CRAIG LEWIS looks at five areas the Springboks should strive to improve upon during the Rugby Championship.
Throughout the June series against Ireland, Allister Coetzee spoke regularly about his desire to see the team making better use of the kick as an attacking weapon, while also being able to identify that when there wasn’t necessarily space out wide, a little chip into space could do the trick. In the first Test against Ireland, the Boks failed to execute a pre-match plan to put in chips behind the defence, while in the second game they struggled with their exit plays as a result of only having left-footed kickers in the likes of Faf de Klerk, Elton Jantjies and Willie le Roux. However, Jantjies produced an improved tactical-kicking performance in the third Test (the highlight of which was a perfectly weighted cross-kick that resulted in a try for JP Pietersen), while Ruan Combrinck provided a strong right-footed kicking option when he came into the starting lineup for the final Test. Jantjies, De Klerk and Combrinck are all set to provide the primary kicking options for the Boks in the Rugby Championship, and it’s vital that their contestable kicking, exit plays and appreciation of winning territory goes up another level against their top southern hemisphere counterparts.
Another recurring theme during the June series was the Boks’ focus on their ball-carrying body height, which was something that proved to be problematic in the first Test against Ireland when their ball-carriers predominantly went into contact while too upright. It was something that they focused on, and improved upon ahead of the second and third Tests, but it again needs to be an area that they work on ahead of the Rugby Championship. The Boks have lost one of their more physical ball-carriers in Duane Vermeulen due to injury, and are set to field a new-look loose trio. The Springboks will need to find other means to dominate the gain line and establish go-forward, and in this regard, body height and player support when going into contact will be key.

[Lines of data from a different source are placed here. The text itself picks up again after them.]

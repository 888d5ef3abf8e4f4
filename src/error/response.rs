//! Wire form of an error.

use std::error::Error as StdError;

use serde::{Deserialize, Serialize};

use crate::error::taxonomy::TaxonomyError;

/// JSON error body: `{errorId, message, status, path, requestId}`.
#[derive(Debug, Clone, PartialEq, Eq, Serialize, Deserialize)]
#[serde(rename_all = "camelCase")]
pub struct ErrorResponse {
    #[serde(default, skip_serializing_if = "String::is_empty")]
    pub error_id: String,
    #[serde(default, skip_serializing_if = "String::is_empty")]
    pub message: String,
    pub status: u16,
    #[serde(default, skip_serializing_if = "String::is_empty")]
    pub path: String,
    #[serde(default, skip_serializing_if = "String::is_empty")]
    pub request_id: String,
}

impl ErrorResponse {
    /// Build the wire body for a taxonomy error.
    pub fn from_taxonomy(err: &TaxonomyError, path: &str, request_id: &str) -> Self {
        Self {
            error_id: err.id().to_string(),
            message: err.message().to_string(),
            status: err.status().as_u16(),
            path: path.to_string(),
            request_id: request_id.to_string(),
        }
    }

    /// Build the wire body for any error.
    ///
    /// Taxonomy errors are copied through; anything else becomes an internal
    /// error whose message is the original error's description.
    pub fn from_error(err: &(dyn StdError + 'static), path: &str, request_id: &str) -> Self {
        match err.downcast_ref::<TaxonomyError>() {
            Some(taxonomy) => Self::from_taxonomy(taxonomy, path, request_id),
            None => Self::from_taxonomy(&TaxonomyError::internal(err.to_string()), path, request_id),
        }
    }

    /// True when the body describes an operational incident.
    pub fn is_server_error(&self) -> bool {
        self.status >= 500
    }
}
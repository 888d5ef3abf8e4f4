//! OS signal handling.
//!
//! SIGINT (Ctrl+C) and, on Unix, SIGTERM both request a graceful shutdown.

use crate::lifecycle::shutdown::Shutdown;

/// Wait for the first termination signal.
pub async fn wait_for_signal() {
    let ctrl_c = async {
        if let Err(e) = tokio::signal::ctrl_c().await {
            tracing::error!(error = %e, "Failed to install Ctrl+C handler");
            std::future::pending::<()>().await;
        }
    };

    #[cfg(unix)]
    let terminate = async {
        use tokio::signal::unix::{signal, SignalKind};
        match signal(SignalKind::terminate()) {
            Ok(mut stream) => {
                stream.recv().await;
            }
            Err(e) => {
                tracing::error!(error = %e, "Failed to install SIGTERM handler");
                std::future::pending::<()>().await;
            }
        }
    };

    #[cfg(not(unix))]
    let terminate = std::future::pending::<()>();

    tokio::select! {
        _ = ctrl_c => tracing::info!(signal = "SIGINT", "Signal received"),
        _ = terminate => tracing::info!(signal = "SIGTERM", "Signal received"),
    }
}

/// Trigger `shutdown` when a termination signal arrives.
pub fn spawn_signal_handler(shutdown: Shutdown) -> tokio::task::JoinHandle<()> {
    tokio::spawn(async move {
        wait_for_signal().await;
        shutdown.trigger();
    })
}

The Springboks scored seven tries in the three Tests against Ireland, but would surely acknowledge that they still have a long way to go on attack. It often appeared as if the Boks were still settling into a new game plan and battling to find that balance between when to run, kick or pass. Allister Coetzee has called on Jantjies to embrace his role as the game manager, and there is plenty he would have learned from his two starts in June. The Lions pivot is set to continue in the No 10 jersey during the Rugby Championship, and it’s vital that he takes responsibility for running the Bok show at Test level. Similarly, De Klerk’s decision-making at halfback is of utmost importance, particularly considering that the Boks have made no secret of the fact that they cannot just copy and paste the Lions’ brand of rugby at Test level. Across the board, the Springboks’ decision-making and option-taking needs to be spot on.

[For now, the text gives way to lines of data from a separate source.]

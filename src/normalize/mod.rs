//! URL normalization for logs and metric labels.
//!
//! # Data Flow
//! ```text
//! raw URL (base + path + query)
//!     → query.rs   redact_query:        values → :value / :values   (log lines)
//!     → endpoint.rs reduce_cardinality: drop query, UUIDs → :id      (metric labels)
//!     → endpoint.rs strip_query:         path only                   (routing)
//! ```
//!
//! # Design Decisions
//! - Pure string functions, no parsing into `Url` (inputs may be relative or empty)
//! - Both reductions are idempotent
//! - UUID matching is case-insensitive so every spelling of an id lands on one label

pub mod endpoint;
pub mod query;

pub use endpoint::{reduce_cardinality, strip_query, ID_PLACEHOLDER};
pub use query::{redact_query, VALUES_PLACEHOLDER, VALUE_PLACEHOLDER};
//! Inbound request deadline.
//!
//! The request scope gets the deadline too, so outbound calls made by the
//! handler stop when the request runs out of time.

use std::time::Duration;

use axum::extract::{Request, State};
use axum::middleware::Next;
use axum::response::{IntoResponse, Response};

use crate::context::WorkScope;
use crate::error::TaxonomyError;

/// Total time allowed for one request.
#[derive(Debug, Clone, Copy)]
pub struct RequestTimeout(pub Duration);

/// Fail a request that outlives its timeout with an internal error.
///
/// The error is raised like a handler error, so finalization writes the body.
pub async fn enforce_deadline(
    State(RequestTimeout(timeout)): State<RequestTimeout>,
    mut request: Request,
    next: Next,
) -> Response {
    let scope = request
        .extensions()
        .get::<WorkScope>()
        .cloned()
        .unwrap_or_default()
        .with_timeout(timeout);
    request.extensions_mut().insert(scope);

    match tokio::time::timeout(timeout, next.run(request)).await {
        Ok(response) => response,
        Err(_) => TaxonomyError::internal(format!(
            "Request timed out after {} ms",
            timeout.as_millis()
        ))
        .into_response(),
    }
}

The Springboks produced a bit of a mixed bag at scrum time against the Irish, but a lot of work went into this set piece, and there were clear signs of improved cohesion in the third Test. The Boks scrummed particularly well on their own ball, while Steven Kitshoff and Julian Redelinghuys made a strong impression off the bench. With Frans Malherbe unavailable due to a neck injury, Redelinghuys is set to start at tighthead prop, and it will be a great opportunity for him to make that position his own. The Boks are sure to be tested at scrum time when they come up against Argentina this Saturday, and it will be important for them to pick up where they left off against Ireland, while offering more of a threat on the opponent’s put-in at scrum time.

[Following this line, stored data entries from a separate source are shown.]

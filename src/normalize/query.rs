//! Query-string redaction for human-readable logs.

/// Replacement for a single query value.
pub const VALUE_PLACEHOLDER: &str = ":value";

/// Replacement for a comma-delimited list of two or more values.
pub const VALUES_PLACEHOLDER: &str = ":values";

const LIST_SEPARATOR: char = ',';

/// Replace every query value in `url` with a placeholder, keeping the keys.
///
/// The shape of a value survives (single value vs. list) but its content does
/// not, so secrets passed as query parameters never reach the logs. A key with
/// no `=` is treated as having one empty value.
pub fn redact_query(url: &str) -> String {
    let Some((path, query)) = url.split_once('?') else {
        return url.to_string();
    };

    let redacted: Vec<String> = query
        .split('&')
        .map(|pair| {
            let (key, value) = pair.split_once('=').unwrap_or((pair, ""));
            let placeholder = if is_list(value) {
                VALUES_PLACEHOLDER
            } else {
                VALUE_PLACEHOLDER
            };
            format!("{}={}", key, placeholder)
        })
        .collect();

    format!("{}?{}", path, redacted.join("&"))
}

// An already redacted list keeps its shape.
fn is_list(value: &str) -> bool {
    value == VALUES_PLACEHOLDER || value.split(LIST_SEPARATOR).count() > 1
}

Rather uncharacteristically, the Boks only managed to win six turnovers throughout the series against Ireland, with the visitors enjoying far greater returns in this facet of play. There’s no doubt that the Boks missed Bismarck du Plessis’s extra influence through his ball-stealing ability, while Francois Louw didn’t quite have his usual impact when it came to pilfering possession. Vermeulen’s breakdown ability will also be missed during the Rugby Championship, and so the Boks will know that they need to look at ways to ensure that they can effect crucial turnovers, while also negating the influence of renowned fetchers in the Wallabies, Argentinian and All Blacks set-up. The Boks’ decision-making at the breakdown and ability to stop opposing ball runners from dominating the gain line will all be integral to their cause if they hope to reap more rewards at the breakdown in the weeks to come.